→ Saved data entries:
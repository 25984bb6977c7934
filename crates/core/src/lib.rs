pub mod config;
pub mod error;
pub mod types;

pub use config::AppConfig;
pub use error::{CampaignError, CampaignResult};
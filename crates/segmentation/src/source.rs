//! Collaborator interfaces for the contact store and the list membership store,
//! plus an in-memory directory implementing both.
//!
//! The core only ever reads through these traits. Implementations report
//! transient read failures as [`CampaignError::SourceUnavailable`].

use async_trait::async_trait;
use campaign_core::types::{Contact, ContactId, ContactList, ContactStatus, ListId, ListMembership};
use campaign_core::{CampaignError, CampaignResult};
use chrono::{DateTime, Duration, Utc};
use parking_lot::RwLock;
use std::collections::{BTreeMap, BTreeSet};
use std::ops::Bound;
use tracing::info;

/// Paged, id-ordered read access to the contact population.
#[async_trait]
pub trait ContactSource: Send + Sync {
    /// Up to `limit` contacts with id strictly greater than `after`, ascending.
    /// A page shorter than `limit` marks the end of the population.
    async fn fetch_page(&self, after: Option<ContactId>, limit: usize) -> CampaignResult<Vec<Contact>>;
}

/// Bulk read access to contact↔list edges.
#[async_trait]
pub trait MembershipSource: Send + Sync {
    async fn memberships_for(&self, contact_ids: &[ContactId]) -> CampaignResult<Vec<ListMembership>>;

    /// The subset of `list_ids` that still exist.
    async fn existing_lists(&self, list_ids: &[ListId]) -> CampaignResult<BTreeSet<ListId>>;
}

/// In-memory contact and list directory for development and tests.
#[derive(Default)]
pub struct InMemoryDirectory {
    contacts: RwLock<BTreeMap<ContactId, Contact>>,
    lists: RwLock<BTreeMap<ListId, ContactList>>,
    memberships: RwLock<BTreeMap<ContactId, BTreeMap<ListId, DateTime<Utc>>>>,
}

impl InMemoryDirectory {
    pub fn new() -> Self {
        Self::default()
    }

    /// Directory pre-populated with a small demo population.
    pub fn with_demo_data() -> Self {
        let directory = Self::new();
        directory.seed_demo_data();
        info!(
            contacts = directory.contact_count(),
            lists = directory.lists.read().len(),
            "In-memory contact directory seeded (development mode)"
        );
        directory
    }

    pub fn upsert_contact(&self, contact: Contact) {
        self.contacts.write().insert(contact.id, contact);
    }

    pub fn remove_contact(&self, contact_id: ContactId) -> bool {
        self.memberships.write().remove(&contact_id);
        self.contacts.write().remove(&contact_id).is_some()
    }

    pub fn upsert_list(&self, id: ListId, name: impl Into<String>) {
        self.lists.write().insert(
            id,
            ContactList {
                id,
                name: name.into(),
            },
        );
    }

    /// Delete a list and every edge pointing at it.
    pub fn remove_list(&self, list_id: ListId) -> bool {
        let removed = self.lists.write().remove(&list_id).is_some();
        if removed {
            for lists in self.memberships.write().values_mut() {
                lists.remove(&list_id);
            }
        }
        removed
    }

    pub fn add_to_list(&self, contact_id: ContactId, list_id: ListId) {
        self.memberships
            .write()
            .entry(contact_id)
            .or_default()
            .entry(list_id)
            .or_insert_with(Utc::now);
    }

    pub fn remove_from_list(&self, contact_id: ContactId, list_id: ListId) -> bool {
        self.memberships
            .write()
            .get_mut(&contact_id)
            .is_some_and(|lists| lists.remove(&list_id).is_some())
    }

    pub fn contact_count(&self) -> usize {
        self.contacts.read().len()
    }

    fn seed_demo_data(&self) {
        self.upsert_list(1, "Newsletter");
        self.upsert_list(2, "Product updates");
        self.upsert_list(3, "Suppression");

        let now = Utc::now();
        let statuses = ContactStatus::ALL;
        for id in 1..=200u64 {
            let status = if id % 10 == 0 {
                statuses[1 + (id as usize / 10) % (statuses.len() - 1)]
            } else {
                ContactStatus::Active
            };
            let domain = if id % 3 == 0 { "example.com" } else { "example.org" };
            self.upsert_contact(Contact {
                id,
                email: Some(format!("contact{id}@{domain}")),
                name: Some(format!("Contact {id}")),
                status,
                gdpr_consent_at: (id % 2 == 0).then(|| now - Duration::days(id as i64)),
            });
            if id % 2 == 0 {
                self.add_to_list(id, 1);
            }
            if id % 5 == 0 {
                self.add_to_list(id, 2);
            }
            if id % 25 == 0 {
                self.add_to_list(id, 3);
            }
        }
    }
}

#[async_trait]
impl ContactSource for InMemoryDirectory {
    async fn fetch_page(&self, after: Option<ContactId>, limit: usize) -> CampaignResult<Vec<Contact>> {
        if limit == 0 {
            return Err(CampaignError::SourceUnavailable(
                "page limit must be greater than zero".into(),
            ));
        }
        let lower = match after {
            Some(id) => Bound::Excluded(id),
            None => Bound::Unbounded,
        };
        Ok(self
            .contacts
            .read()
            .range((lower, Bound::Unbounded))
            .take(limit)
            .map(|(_, contact)| contact.clone())
            .collect())
    }
}

#[async_trait]
impl MembershipSource for InMemoryDirectory {
    async fn memberships_for(&self, contact_ids: &[ContactId]) -> CampaignResult<Vec<ListMembership>> {
        let memberships = self.memberships.read();
        Ok(contact_ids
            .iter()
            .filter_map(|id| memberships.get(id).map(|lists| (*id, lists)))
            .flat_map(|(contact_id, lists)| {
                lists.iter().map(move |(list_id, subscribed_at)| ListMembership {
                    contact_id,
                    list_id: *list_id,
                    subscribed_at: *subscribed_at,
                })
            })
            .collect())
    }

    async fn existing_lists(&self, list_ids: &[ListId]) -> CampaignResult<BTreeSet<ListId>> {
        let lists = self.lists.read();
        Ok(list_ids
            .iter()
            .filter(|id| lists.contains_key(id))
            .copied()
            .collect())
    }
}

#[cfg(test)]
mod tests {
    use super::*;

    fn contact(id: ContactId) -> Contact {
        Contact {
            id,
            email: Some(format!("c{id}@example.com")),
            name: None,
            status: ContactStatus::Active,
            gdpr_consent_at: None,
        }
    }

    #[tokio::test]
    async fn test_keyset_paging_is_ascending() {
        let directory = InMemoryDirectory::new();
        for id in [5, 1, 9, 3, 7] {
            directory.upsert_contact(contact(id));
        }

        let first = directory.fetch_page(None, 2).await.unwrap();
        assert_eq!(first.iter().map(|c| c.id).collect::<Vec<_>>(), vec![1, 3]);

        let second = directory.fetch_page(Some(3), 2).await.unwrap();
        assert_eq!(second.iter().map(|c| c.id).collect::<Vec<_>>(), vec![5, 7]);

        let last = directory.fetch_page(Some(7), 2).await.unwrap();
        assert_eq!(last.iter().map(|c| c.id).collect::<Vec<_>>(), vec![9]);
    }

    #[tokio::test]
    async fn test_memberships_and_list_removal() {
        let directory = InMemoryDirectory::new();
        directory.upsert_list(1, "a");
        directory.upsert_list(2, "b");
        directory.upsert_contact(contact(10));
        directory.add_to_list(10, 1);
        directory.add_to_list(10, 2);

        let edges = directory.memberships_for(&[10, 11]).await.unwrap();
        assert_eq!(edges.len(), 2);

        assert!(directory.remove_list(2));
        let edges = directory.memberships_for(&[10]).await.unwrap();
        assert_eq!(edges.iter().map(|e| e.list_id).collect::<Vec<_>>(), vec![1]);

        let existing = directory.existing_lists(&[1, 2, 3]).await.unwrap();
        assert_eq!(existing.into_iter().collect::<Vec<_>>(), vec![1]);
    }

    #[test]
    fn test_demo_data_seeded() {
        let directory = InMemoryDirectory::with_demo_data();
        assert_eq!(directory.contact_count(), 200);
        assert!(directory.remove_from_list(2, 1));
        assert!(!directory.remove_from_list(2, 1));
    }
}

→ WHAT THE EXERCISE ASKS:
Transcribe, exactly as written, all lines of the entries above from the first to the one containing "traits. Implementations report", and no more.

→ SOLUTION TO THIS EXERCISE:
repository 25984bb6977c7934
filename crates/core/src/lib.rs
pub mod config;
pub mod error;
pub mod types;

pub use config::AppConfig;
pub use error::{CampaignError, CampaignResult};
filename crates/segmentation/src/source.rs
//! Collaborator interfaces for the contact store and the list membership store,
//! plus an in-memory directory implementing both.
//!
//! The core only ever reads through these traits. Implementations report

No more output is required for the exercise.